Brief history of model code development. The WBM was originally written in FORTRAN, and first published in Vörösmarty et al. (1989). The first publication described the WBM as a continental-scale model of water balance and fluvial transport, and presented an application to South America. The first global applications were published in Vörösmarty et al. (1998, 2000a). Throughout its 30+ year history of development, the WBM has been re-written in several programming languages, and branches have been developed for specific applications (Table 7). Table 7 describes each branch of the WBM, with its abbreviation (e.g., WBM vs. PWBM), the application for which the branch was developed, and key publications. Many of the branches are still in use by a variety of research groups, including researchers at the University of New Hampshire (WBM v.1.0.0), City College of New York (WBM), University of Alabama (WBMsed), and University of Massachusetts (PWBM).

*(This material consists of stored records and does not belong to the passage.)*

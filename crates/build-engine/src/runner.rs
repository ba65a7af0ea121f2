//! Build Runners
//!
//! Drive the build steps end to end: the native library ordering step
//! (index, resolve, order, write) and shell tasks run through the
//! scheduler.

use std::collections::HashSet;
use std::path::PathBuf;
use std::sync::Arc;
use std::time::Instant;
use tokio::process::Command;
use tokio::sync::mpsc;
use tracing::{info, debug, warn, error};

use linkorder_android_toolchain::{DepsCache, LibraryIndex, NativeDepsResolver, Readelf};
use linkorder_core::events::{Event, EventBus};
use linkorder_graph::{CyclePolicy, DependencyOrderer, Node};

use crate::config::LibrariesConfig;
use crate::manifest::{write_depfile, write_json_if_changed, LibrariesManifest};
use crate::scheduler::{ScheduleSummary, Scheduler, TaskFile};
use crate::{format_path, BuildError};

/// Result of the library ordering step
#[derive(Debug, Clone)]
pub struct LibrariesOutput {
    /// Manifest that was written (or already up to date)
    pub manifest: LibrariesManifest,
    /// Path of the manifest
    pub path: PathBuf,
    /// Whether the manifest file changed
    pub changed: bool,
    /// Cycles broken while ordering
    pub cycles: Vec<Vec<Node>>,
    /// Step duration in seconds
    pub duration_secs: f64,
}

/// Library ordering progress
#[derive(Debug, Clone)]
pub enum RunnerProgress {
    Started,
    Indexing,
    Resolving { roots: usize },
    Ordering { libraries: usize },
    Writing { path: PathBuf },
    Completed { output: LibrariesOutput },
    Failed { error: String },
}

/// Orders the native libraries an APK ships and writes the manifest
pub struct LibraryOrderRunner {
    config: LibrariesConfig,
    readelf: Readelf,
    cache: Arc<DepsCache>,
    events: Option<Arc<EventBus>>,
}

impl LibraryOrderRunner {
    pub fn new(config: LibrariesConfig, readelf: Readelf) -> Self {
        Self {
            config,
            readelf,
            cache: Arc::new(DepsCache::new()),
            events: None,
        }
    }

    /// Reuse a dependency cache across runs
    pub fn with_cache(mut self, cache: Arc<DepsCache>) -> Self {
        self.cache = cache;
        self
    }

    pub fn with_events(mut self, events: Arc<EventBus>) -> Self {
        self.events = Some(events);
        self
    }

    pub fn config(&self) -> &LibrariesConfig {
        &self.config
    }

    /// Run the step
    pub async fn run(&self) -> Result<LibrariesOutput, BuildError> {
        self.run_inner(None).await
    }

    /// Run the step with progress reporting
    pub async fn run_with_progress(&self, tx: mpsc::Sender<RunnerProgress>) -> Result<LibrariesOutput, BuildError> {
        let _ = tx.send(RunnerProgress::Started).await;

        match self.run_inner(Some(&tx)).await {
            Ok(output) => {
                let _ = tx.send(RunnerProgress::Completed { output: output.clone() }).await;
                Ok(output)
            }
            Err(e) => {
                let _ = tx.send(RunnerProgress::Failed { error: e.to_string() }).await;
                Err(e)
            }
        }
    }

    async fn run_inner(&self, tx: Option<&mpsc::Sender<RunnerProgress>>) -> Result<LibrariesOutput, BuildError> {
        let start = Instant::now();
        self.config.validate()?;

        progress(tx, RunnerProgress::Indexing).await;
        let index = LibraryIndex::scan(&self.config.libraries_dirs)?;
        info!("Found {} libraries in {} directories", index.len(), self.config.libraries_dirs.len());

        let roots = self.config.root_libraries();
        progress(tx, RunnerProgress::Resolving { roots: roots.len() }).await;

        let mut resolver = NativeDepsResolver::new(self.readelf.clone(), index, self.cache.clone())
            .with_jobs(self.config.jobs);
        if let Some(ref events) = self.events {
            resolver = resolver.with_events(events.clone());
        }
        resolver.resolve(&roots).await?;

        let orderer = DependencyOrderer::new().with_cycle_policy(self.config.cycle_policy);
        let (mut ordered, cycles) = match self.config.cycle_policy {
            CyclePolicy::Lenient if self.config.report_cycles => {
                orderer.order_with_cycles(roots.iter().cloned(), &resolver)
            }
            _ => (orderer.order(roots.iter().cloned(), &resolver)?, Vec::new()),
        };
        for cycle in &cycles {
            warn!("Dependency cycle broken: {}", format_path(cycle));
            self.emit(Event::CycleBroken {
                path: cycle.iter().map(Node::to_string).collect(),
            });
        }

        let excluded: HashSet<&str> = self
            .config
            .exclude_shared_libraries
            .iter()
            .map(String::as_str)
            .collect();
        ordered.retain(|lib| !excluded.contains(lib.as_str()));
        progress(tx, RunnerProgress::Ordering { libraries: ordered.len() }).await;
        self.emit(Event::OrderComputed { nodes: ordered.len() });

        let index = resolver.index();
        let mut inputs = Vec::new();
        let mut lib_paths = Vec::with_capacity(ordered.len());
        for lib in &ordered {
            match index.full_path(lib.as_str()) {
                Some(path) => {
                    lib_paths.push(path.to_string_lossy().into_owned());
                    inputs.push(path.to_path_buf());
                }
                None => {
                    debug!("{} was not built here, listing it by name", lib);
                    lib_paths.push(lib.to_string());
                }
            }
        }

        let manifest = LibrariesManifest::new(ordered.iter().map(Node::to_string).collect(), lib_paths);
        progress(tx, RunnerProgress::Writing { path: self.config.output.clone() }).await;
        let changed = write_json_if_changed(&self.config.output, &manifest).await?;
        self.emit(Event::OutputWritten {
            path: self.config.output.clone(),
            changed,
        });

        if let Some(ref depfile) = self.config.depfile {
            write_depfile(depfile, &self.config.output, &inputs).await?;
        }

        let duration_secs = start.elapsed().as_secs_f64();
        info!("Ordered {} libraries in {:.2}s", manifest.libraries.len(), duration_secs);

        Ok(LibrariesOutput {
            manifest,
            path: self.config.output.clone(),
            changed,
            cycles,
            duration_secs,
        })
    }

    fn emit(&self, event: Event) {
        if let Some(ref events) = self.events {
            events.emit(event);
        }
    }
}

async fn progress(tx: Option<&mpsc::Sender<RunnerProgress>>, update: RunnerProgress) {
    if let Some(tx) = tx {
        let _ = tx.send(update).await;
    }
}

/// Runs shell tasks from a task file in dependency order
pub struct TaskRunner {
    tasks: Arc<TaskFile>,
    scheduler: Scheduler,
}

impl TaskRunner {
    pub fn new(tasks: TaskFile, scheduler: Scheduler) -> Self {
        Self {
            tasks: Arc::new(tasks),
            scheduler,
        }
    }

    pub fn scheduler(&self) -> &Scheduler {
        &self.scheduler
    }

    /// Run `targets` and everything they depend on. No targets means every
    /// task in the file.
    pub async fn run(&self, targets: &[Node]) -> Result<ScheduleSummary, BuildError> {
        let targets = if targets.is_empty() {
            self.tasks.names()
        } else {
            for target in targets {
                if self.tasks.task(target).is_none() {
                    return Err(BuildError::UnknownTask(target.to_string()));
                }
            }
            targets.to_vec()
        };

        let tasks = self.tasks.clone();
        self.scheduler
            .run(&targets, &*self.tasks, move |name| run_shell(tasks.clone(), name))
            .await
    }
}

async fn run_shell(tasks: Arc<TaskFile>, name: Node) -> Result<(), BuildError> {
    let Some(task) = tasks.task(&name) else {
        debug!("{} has no command", name);
        return Ok(());
    };

    let mut cmd = if cfg!(windows) {
        let mut cmd = Command::new("cmd");
        cmd.arg("/C").arg(&task.command);
        cmd
    } else {
        let mut cmd = Command::new("sh");
        cmd.arg("-c").arg(&task.command);
        cmd
    };
    if let Some(ref cwd) = task.cwd {
        cmd.current_dir(cwd);
    }
    cmd.kill_on_drop(true);

    debug!("Running {}: {}", name, task.command);
    let output = cmd.output().await?;

    if !output.status.success() {
        let stderr = String::from_utf8_lossy(&output.stderr);
        error!("{} failed: {}", name, stderr.trim());
        return Err(BuildError::BuildFailed(format!(
            "{} exited with {}: {}",
            name,
            output.status,
            stderr.trim()
        )));
    }

    Ok(())
}
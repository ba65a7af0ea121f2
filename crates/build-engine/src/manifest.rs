//! Ordered library manifest
//!
//! Serializes an ordered library list for packaging and classloading steps,
//! plus the depfile Ninja uses to know when to rerun the step.

use std::path::{Path, PathBuf};
use serde::{Deserialize, Serialize};
use tracing::{debug, info};

use crate::BuildError;

/// Manifest consumed by downstream packaging steps.
///
/// Lists are written verbatim in load order.
#[derive(Debug, Clone, PartialEq, Eq, Serialize, Deserialize)]
pub struct LibrariesManifest {
    pub libraries: Vec<String>,
    pub lib_paths: Vec<String>,
    /// Names as passed to `System.loadLibrary`
    pub java_libraries_list: Vec<String>,
}

impl LibrariesManifest {
    pub fn new(libraries: Vec<String>, lib_paths: Vec<String>) -> Self {
        let java_libraries_list = libraries.iter().map(|l| java_library_name(l)).collect();
        Self {
            libraries,
            lib_paths,
            java_libraries_list,
        }
    }
}

/// `libfoo.so` -> `foo`
pub fn java_library_name(library: &str) -> String {
    let name = library.strip_prefix("lib").unwrap_or(library);
    let name = name.strip_suffix(".so").unwrap_or(name);
    name.to_string()
}

/// Write `value` as pretty JSON, leaving the file alone when the content
/// is unchanged. Returns whether the file was written.
pub async fn write_json_if_changed<T: Serialize>(path: &Path, value: &T) -> Result<bool, BuildError> {
    let mut contents = serde_json::to_string_pretty(value)?;
    contents.push('\n');

    if let Ok(existing) = tokio::fs::read_to_string(path).await {
        if existing == contents {
            debug!("{:?} is up to date", path);
            return Ok(false);
        }
    }

    if let Some(parent) = path.parent().filter(|p| !p.as_os_str().is_empty()) {
        tokio::fs::create_dir_all(parent).await?;
    }
    tokio::fs::write(path, contents).await?;
    info!("Wrote {:?}", path);
    Ok(true)
}

/// Write a Make-style depfile: `output: input input ...`
pub async fn write_depfile(depfile: &Path, output: &Path, inputs: &[PathBuf]) -> Result<(), BuildError> {
    let mut line = escape_depfile_path(output);
    line.push(':');
    for input in inputs {
        line.push(' ');
        line.push_str(&escape_depfile_path(input));
    }
    line.push('\n');

    if let Some(parent) = depfile.parent().filter(|p| !p.as_os_str().is_empty()) {
        tokio::fs::create_dir_all(parent).await?;
    }
    tokio::fs::write(depfile, line).await?;
    debug!("Wrote depfile {:?} with {} inputs", depfile, inputs.len());
    Ok(())
}

fn escape_depfile_path(path: &Path) -> String {
    path.to_string_lossy().replace(' ', "\\ ")
}
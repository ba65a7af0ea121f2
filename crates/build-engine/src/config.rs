//! Build Configuration
//!
//! Settings for the native library ordering step, and GN list parsing for
//! the arguments build files hand us.

use std::path::{Path, PathBuf};
use serde::{Deserialize, Serialize};

use linkorder_core::AppConfig;
use linkorder_graph::{CyclePolicy, Node};

use crate::BuildError;

/// Native library ordering configuration
#[derive(Debug, Clone, Serialize, Deserialize)]
pub struct LibrariesConfig {
    /// Libraries to start from (names or paths)
    pub input_libraries: Vec<String>,

    /// Directories holding the libraries the build produced
    pub libraries_dirs: Vec<PathBuf>,

    /// Manifest output path
    pub output: PathBuf,

    /// Optional depfile path
    pub depfile: Option<PathBuf>,

    /// Libraries left out of the manifest even when reachable
    pub exclude_shared_libraries: Vec<String>,

    /// Cycle handling
    pub cycle_policy: CyclePolicy,

    /// Warn about cycles broken in lenient mode
    pub report_cycles: bool,

    /// Parallel readelf processes
    pub jobs: usize,
}

impl Default for LibrariesConfig {
    fn default() -> Self {
        Self {
            input_libraries: Vec::new(),
            libraries_dirs: Vec::new(),
            output: PathBuf::from("libraries.json"),
            depfile: None,
            exclude_shared_libraries: Vec::new(),
            cycle_policy: CyclePolicy::Lenient,
            report_cycles: true,
            jobs: 1,
        }
    }
}

impl LibrariesConfig {
    /// Start from application-wide defaults
    pub fn from_app_config(app: &AppConfig) -> Self {
        Self {
            cycle_policy: if app.ordering.strict_cycles {
                CyclePolicy::Error
            } else {
                CyclePolicy::Lenient
            },
            report_cycles: app.ordering.report_cycles,
            jobs: app.build.jobs(),
            ..Default::default()
        }
    }

    /// Root libraries as file names, deduplicated, in input order
    pub fn root_libraries(&self) -> Vec<Node> {
        let mut roots: Vec<Node> = Vec::new();
        for lib in &self.input_libraries {
            let name = Path::new(lib)
                .file_name()
                .and_then(|n| n.to_str())
                .unwrap_or(lib.as_str());
            let node = Node::from(name);
            if !roots.contains(&node) {
                roots.push(node);
            }
        }
        roots
    }

    pub fn validate(&self) -> Result<(), BuildError> {
        if self.input_libraries.is_empty() {
            return Err(BuildError::ConfigError("no input libraries given".into()));
        }
        if self.libraries_dirs.is_empty() {
            return Err(BuildError::ConfigError("no libraries directory given".into()));
        }
        Ok(())
    }
}

/// Parse a GN list argument.
///
/// Accepts the GN literal form `["a", "b"]` and falls back to splitting on
/// whitespace for plain values. An empty string is an empty list.
pub fn parse_gn_list(value: &str) -> Result<Vec<String>, BuildError> {
    let value = value.trim();
    if value.is_empty() {
        return Ok(Vec::new());
    }
    if !value.starts_with('[') {
        return Ok(value.split_whitespace().map(str::to_string).collect());
    }

    let mut chars = value[1..].chars().peekable();
    let mut items = Vec::new();
    let mut expect_item = true;

    loop {
        match chars.next() {
            None => return Err(BuildError::GnList(format!("unterminated list: {}", value))),
            Some(c) if c.is_whitespace() => continue,
            Some(']') => break,
            Some(',') if !expect_item => expect_item = true,
            Some('"') if expect_item => {
                let mut item = String::new();
                loop {
                    match chars.next() {
                        None => {
                            return Err(BuildError::GnList(format!(
                                "unterminated string in {}",
                                value
                            )))
                        }
                        Some('"') => break,
                        Some('\\') => match chars.next() {
                            Some(escaped @ ('"' | '\\' | '$')) => item.push(escaped),
                            Some(other) => {
                                item.push('\\');
                                item.push(other);
                            }
                            None => {
                                return Err(BuildError::GnList(format!(
                                    "dangling escape in {}",
                                    value
                                )))
                            }
                        },
                        Some(c) => item.push(c),
                    }
                }
                items.push(item);
                expect_item = false;
            }
            Some(c) => {
                return Err(BuildError::GnList(format!(
                    "unexpected {:?} in {}",
                    c, value
                )))
            }
        }
    }

    if chars.any(|c| !c.is_whitespace()) {
        return Err(BuildError::GnList(format!("trailing data after list: {}", value)));
    }

    Ok(items)
}

/// Parse several GN list arguments and concatenate them
pub fn parse_gn_lists<S: AsRef<str>>(values: &[S]) -> Result<Vec<String>, BuildError> {
    let mut all = Vec::new();
    for value in values {
        all.extend(parse_gn_list(value.as_ref())?);
    }
    Ok(all)
}

#[cfg(test)]
mod tests {
    use super::*;

    #[test]
    fn test_parse_gn_list_literal() {
        assert_eq!(
            parse_gn_list(r#"["libchrome.so", "out/lib.unstripped/libbase.so",]"#).unwrap(),
            vec!["libchrome.so", "out/lib.unstripped/libbase.so"]
        );
        assert_eq!(parse_gn_list("[]").unwrap(), Vec::<String>::new());
        assert_eq!(parse_gn_list(r#"["a \"b\"", "c\\d"]"#).unwrap(), vec![r#"a "b""#, r"c\d"]);
    }

    #[test]
    fn test_parse_gn_list_plain() {
        assert_eq!(parse_gn_list("").unwrap(), Vec::<String>::new());
        assert_eq!(parse_gn_list("liba.so libb.so").unwrap(), vec!["liba.so", "libb.so"]);
    }

    #[test]
    fn test_parse_gn_list_errors() {
        assert!(matches!(parse_gn_list(r#"["a""#), Err(BuildError::GnList(_))));
        assert!(matches!(parse_gn_list(r#"["a" "b"]"#), Err(BuildError::GnList(_))));
        assert!(matches!(parse_gn_list(r#"["a"] x"#), Err(BuildError::GnList(_))));
        assert!(matches!(parse_gn_list("[a]"), Err(BuildError::GnList(_))));
    }

    #[test]
    fn test_parse_gn_lists_concatenates() {
        let all = parse_gn_lists(&[r#"["a"]"#, "b c"]).unwrap();
        assert_eq!(all, vec!["a", "b", "c"]);
    }

    #[test]
    fn test_root_libraries_are_basenames() {
        let config = LibrariesConfig {
            input_libraries: vec![
                "out/Release/libchrome.so".into(),
                "libbase.so".into(),
                "other/libchrome.so".into(),
            ],
            ..Default::default()
        };
        assert_eq!(
            config.root_libraries(),
            vec![Node::from("libchrome.so"), Node::from("libbase.so")]
        );
    }

    #[test]
    fn test_from_app_config() {
        let mut app = AppConfig::default();
        app.ordering.strict_cycles = true;
        app.build.parallel_jobs = 6;

        let config = LibrariesConfig::from_app_config(&app);
        assert_eq!(config.cycle_policy, CyclePolicy::Error);
        assert_eq!(config.jobs, 6);
        assert!(config.validate().is_err());
    }
}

WBM Open Source code. The WBM version described here is written in Perl/PDL. The coding language was changed from C++ to Perl/PDL by the University of New Hampshire research group in 2010 to make use of the following PDL functionality that was unique to that language at the time:

  1. efficient parallel processing of matrix operations on large spatial matrices allowing increased computational performance similar to C or Fortran through the use of binary PDL operators/functions and multithreading;

  2. adding pre-compiled custom functions written in inline C (PDL PP modules); and

  3. fully integrating the river transport module with the land surface component of the WBM to simulate the full downstream effects of water withdrawals from the rivers. Prior versions of the WBM resolved the time component prior to the spatial component of the model; this prevented implementation of water extractions and inter-basin transfers.

The open source Perl/PDL version of the WBM described here includes all the functionality of the original FORTRAN WBM model, the WBMplus model, and some aspects of the FrAMES model. All model branches run on Linux operating systems. The open source WBM code described here is composed of three main files: (1) wbm.pl, which is the main model script; (2) WBM.pm, a module providing WBM-specific functionality; and (3) RIMS.pm, a module providing geospatial and temporal transformation utilities. The entire modeling framework is dependent on other software: Perl, PDL, GDAL, ogr, and NetCDF. The model input data repository (https://wbm.unh.edu/, last access: 4 March 2022, Grogan et al., 2022) also includes a singularity container which has pre-installed the required operating system and software dependencies for ease of model use by the research community.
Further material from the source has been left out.